Cadel Evans dedica il suo successo al Tour de France a tutte le “persone buone” che hanno sempre creduto in lui, dal suo primo allenatore ad Aldo Sassi, il suo coach italiano. Contador abdica, logoro dalle fatiche del Giro, ma porge i complimenti all’austaliano.

“Sono passati 20 anni da quando ho guardato per la prima volta il Tour in televisione, e già sognavo di vincerlo. In molti non credevano in me, ma per mia fortuna ho incontrato anche persone buone, come il mio primo allenatore, e Aldo Sassi, che ha sempre creduto tantissimo in me, più di quanto non lo facessi io stesso.
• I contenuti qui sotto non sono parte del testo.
pub mod buffer;
pub mod event;
pub mod layout;
pub mod terminal;
pub mod text;
pub mod theme;
pub mod types;

pub use buffer::{Buffer, Cell};
pub use event::{Event, Key, Modifiers, MouseButton, convert_event};
pub use layout::Rect;
pub use terminal::Terminal;
pub use text::{Line, Span};
pub use theme::{Theme, ThemeMode};
pub use types::*;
Un giorno mi disse: ‘Spero che tu riesca a vincere un grande giro, e spero che questo possa essere il Tour de France, perché è il più prestigioso di tutti. Se lo farai, diverrai il corridore più completo della tua generazione’. Oggi tutto sembra molto facile. Tutto sembra bello, ma non dimentichiamo che dietro a questo successo ci sono anni di duro lavoro. Durante queste tre settimane ci sono stati momenti in cui ho pensato che mai sarei riuscito a vincere il Tour. Essere arrivato qui, sano e salvo è già un successo visto quello che mi è sempre successo, ma essere qui con la maglia gialla è qualcosa di incredibile per la mia squadra, il mio Paese e per tutte le persone che mi circondano. Sono senza parole”- ha detto.